── Data extract

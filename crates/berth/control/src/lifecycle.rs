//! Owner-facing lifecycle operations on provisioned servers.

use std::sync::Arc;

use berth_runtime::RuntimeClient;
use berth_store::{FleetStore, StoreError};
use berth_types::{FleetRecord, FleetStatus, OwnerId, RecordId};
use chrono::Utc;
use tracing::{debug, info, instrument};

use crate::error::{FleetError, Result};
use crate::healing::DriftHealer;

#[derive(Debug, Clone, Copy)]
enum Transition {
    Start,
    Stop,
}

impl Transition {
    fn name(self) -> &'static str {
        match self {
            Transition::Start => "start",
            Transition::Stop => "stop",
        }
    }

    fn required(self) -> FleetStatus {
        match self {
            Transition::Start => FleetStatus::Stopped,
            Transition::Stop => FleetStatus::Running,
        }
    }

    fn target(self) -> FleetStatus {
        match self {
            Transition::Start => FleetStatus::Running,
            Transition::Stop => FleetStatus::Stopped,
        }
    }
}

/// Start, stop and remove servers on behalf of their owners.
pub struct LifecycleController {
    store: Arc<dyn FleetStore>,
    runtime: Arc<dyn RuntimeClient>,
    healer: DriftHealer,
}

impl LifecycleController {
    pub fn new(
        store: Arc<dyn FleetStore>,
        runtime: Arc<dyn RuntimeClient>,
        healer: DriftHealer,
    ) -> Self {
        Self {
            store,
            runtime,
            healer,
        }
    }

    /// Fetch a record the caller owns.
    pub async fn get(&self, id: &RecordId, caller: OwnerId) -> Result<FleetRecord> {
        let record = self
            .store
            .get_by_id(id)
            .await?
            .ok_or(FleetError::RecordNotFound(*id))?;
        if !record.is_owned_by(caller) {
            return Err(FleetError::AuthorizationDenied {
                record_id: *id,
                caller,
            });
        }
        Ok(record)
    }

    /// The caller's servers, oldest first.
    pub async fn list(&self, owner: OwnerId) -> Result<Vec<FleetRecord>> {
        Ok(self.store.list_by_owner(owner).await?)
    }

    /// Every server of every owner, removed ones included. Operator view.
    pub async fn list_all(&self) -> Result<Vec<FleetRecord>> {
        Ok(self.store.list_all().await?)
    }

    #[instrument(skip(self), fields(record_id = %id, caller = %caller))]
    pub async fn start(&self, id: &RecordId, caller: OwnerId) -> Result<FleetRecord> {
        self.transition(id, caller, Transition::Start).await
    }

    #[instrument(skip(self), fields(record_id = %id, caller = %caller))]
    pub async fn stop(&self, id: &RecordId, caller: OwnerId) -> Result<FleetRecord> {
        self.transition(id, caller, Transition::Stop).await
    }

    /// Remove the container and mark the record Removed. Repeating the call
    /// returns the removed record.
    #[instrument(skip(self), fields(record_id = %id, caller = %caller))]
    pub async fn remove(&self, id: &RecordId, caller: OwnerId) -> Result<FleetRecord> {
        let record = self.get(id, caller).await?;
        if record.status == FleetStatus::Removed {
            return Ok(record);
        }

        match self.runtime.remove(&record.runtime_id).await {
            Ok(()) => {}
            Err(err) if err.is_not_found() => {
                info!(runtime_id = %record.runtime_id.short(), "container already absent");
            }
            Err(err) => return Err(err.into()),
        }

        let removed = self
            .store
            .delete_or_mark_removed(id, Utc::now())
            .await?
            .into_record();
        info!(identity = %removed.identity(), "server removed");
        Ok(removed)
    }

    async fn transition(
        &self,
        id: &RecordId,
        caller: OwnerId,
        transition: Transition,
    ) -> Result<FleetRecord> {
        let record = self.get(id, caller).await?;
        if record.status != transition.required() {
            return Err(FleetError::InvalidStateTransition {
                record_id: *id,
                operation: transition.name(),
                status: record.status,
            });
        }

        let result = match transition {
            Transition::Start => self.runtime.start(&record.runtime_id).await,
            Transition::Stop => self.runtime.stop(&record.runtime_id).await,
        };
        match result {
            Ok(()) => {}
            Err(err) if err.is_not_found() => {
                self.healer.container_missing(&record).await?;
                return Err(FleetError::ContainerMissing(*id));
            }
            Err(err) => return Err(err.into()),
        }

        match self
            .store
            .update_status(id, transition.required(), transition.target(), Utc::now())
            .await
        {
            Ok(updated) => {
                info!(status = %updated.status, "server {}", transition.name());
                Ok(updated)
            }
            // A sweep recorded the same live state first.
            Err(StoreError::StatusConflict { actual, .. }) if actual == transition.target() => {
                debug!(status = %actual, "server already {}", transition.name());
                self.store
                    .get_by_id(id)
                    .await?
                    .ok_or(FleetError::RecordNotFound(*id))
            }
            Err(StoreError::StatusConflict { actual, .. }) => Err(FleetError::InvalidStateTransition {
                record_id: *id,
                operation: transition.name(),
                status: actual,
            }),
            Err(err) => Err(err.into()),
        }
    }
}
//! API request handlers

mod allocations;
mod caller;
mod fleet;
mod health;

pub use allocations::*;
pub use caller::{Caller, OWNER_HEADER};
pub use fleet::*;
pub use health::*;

────

Problem description
Retype the entries word for word.

Reply to the exercise
filename crates/berth/control/src/lifecycle.rs
//! Owner-facing lifecycle operations on provisioned servers.

use std::sync::Arc;

use berth_runtime::RuntimeClient;
use berth_store::{FleetStore, StoreError};
use berth_types::{FleetRecord, FleetStatus, OwnerId, RecordId};
use chrono::Utc;
use tracing::{debug, info, instrument};

use crate::error::{FleetError, Result};
use crate::healing::DriftHealer;

#[derive(Debug, Clone, Copy)]
enum Transition {
    Start,
    Stop,
}

impl Transition {
    fn name(self) -> &'static str {
        match self {
            Transition::Start => "start",
            Transition::Stop => "stop",
        }
    }

    fn required(self) -> FleetStatus {
        match self {
            Transition::Start => FleetStatus::Stopped,
            Transition::Stop => FleetStatus::Running,
        }
    }

    fn target(self) -> FleetStatus {
        match self {
            Transition::Start => FleetStatus::Running,
            Transition::Stop => FleetStatus::Stopped,
        }
    }
}

/// Start, stop and remove servers on behalf of their owners.
pub struct LifecycleController {
    store: Arc<dyn FleetStore>,
    runtime: Arc<dyn RuntimeClient>,
    healer: DriftHealer,
}

impl LifecycleController {
    pub fn new(
        store: Arc<dyn FleetStore>,
        runtime: Arc<dyn RuntimeClient>,
        healer: DriftHealer,
    ) -> Self {
        Self {
            store,
            runtime,
            healer,
        }
    }

    /// Fetch a record the caller owns.
    pub async fn get(&self, id: &RecordId, caller: OwnerId) -> Result<FleetRecord> {
        let record = self
            .store
            .get_by_id(id)
            .await?
            .ok_or(FleetError::RecordNotFound(*id))?;
        if !record.is_owned_by(caller) {
            return Err(FleetError::AuthorizationDenied {
                record_id: *id,
                caller,
            });
        }
        Ok(record)
    }

    /// The caller's servers, oldest first.
    pub async fn list(&self, owner: OwnerId) -> Result<Vec<FleetRecord>> {
        Ok(self.store.list_by_owner(owner).await?)
    }

    /// Every server of every owner, removed ones included. Operator view.
    pub async fn list_all(&self) -> Result<Vec<FleetRecord>> {
        Ok(self.store.list_all().await?)
    }

    #[instrument(skip(self), fields(record_id = %id, caller = %caller))]
    pub async fn start(&self, id: &RecordId, caller: OwnerId) -> Result<FleetRecord> {
        self.transition(id, caller, Transition::Start).await
    }

    #[instrument(skip(self), fields(record_id = %id, caller = %caller))]
    pub async fn stop(&self, id: &RecordId, caller: OwnerId) -> Result<FleetRecord> {
        self.transition(id, caller, Transition::Stop).await
    }

    /// Remove the container and mark the record Removed. Repeating the call
    /// returns the removed record.
    #[instrument(skip(self), fields(record_id = %id, caller = %caller))]
    pub async fn remove(&self, id: &RecordId, caller: OwnerId) -> Result<FleetRecord> {
        let record = self.get(id, caller).await?;
        if record.status == FleetStatus::Removed {
            return Ok(record);
        }

        match self.runtime.remove(&record.runtime_id).await {
            Ok(()) => {}
            Err(err) if err.is_not_found() => {
                info!(runtime_id = %record.runtime_id.short(), "container already absent");
            }
            Err(err) => return Err(err.into()),
        }

        let removed = self
            .store
            .delete_or_mark_removed(id, Utc::now())
            .await?
            .into_record();
        info!(identity = %removed.identity(), "server removed");
        Ok(removed)
    }

    async fn transition(
        &self,
        id: &RecordId,
        caller: OwnerId,
        transition: Transition,
    ) -> Result<FleetRecord> {
        let record = self.get(id, caller).await?;
        if record.status != transition.required() {
            return Err(FleetError::InvalidStateTransition {
                record_id: *id,
                operation: transition.name(),
                status: record.status,
            });
        }

        let result = match transition {
            Transition::Start => self.runtime.start(&record.runtime_id).await,
            Transition::Stop => self.runtime.stop(&record.runtime_id).await,
        };
        match result {
            Ok(()) => {}
            Err(err) if err.is_not_found() => {
                self.healer.container_missing(&record).await?;
                return Err(FleetError::ContainerMissing(*id));
            }
            Err(err) => return Err(err.into()),
        }

        match self
            .store
            .update_status(id, transition.required(), transition.target(), Utc::now())
            .await
        {
            Ok(updated) => {
                info!(status = %updated.status, "server {}", transition.name());
                Ok(updated)
            }
            // A sweep recorded the same live state first.
            Err(StoreError::StatusConflict { actual, .. }) if actual == transition.target() => {
                debug!(status = %actual, "server already {}", transition.name());
                self.store
                    .get_by_id(id)
                    .await?
                    .ok_or(FleetError::RecordNotFound(*id))
            }
            Err(StoreError::StatusConflict { actual, .. }) => Err(FleetError::InvalidStateTransition {
                record_id: *id,
                operation: transition.name(),
                status: actual,
            }),
            Err(err) => Err(err.into()),
        }
    }
}
//! API request handlers

mod allocations;
mod caller;
mod fleet;
mod health;

pub use allocations::*;
pub use caller::{Caller, OWNER_HEADER};
pub use fleet::*;
pub use health::*;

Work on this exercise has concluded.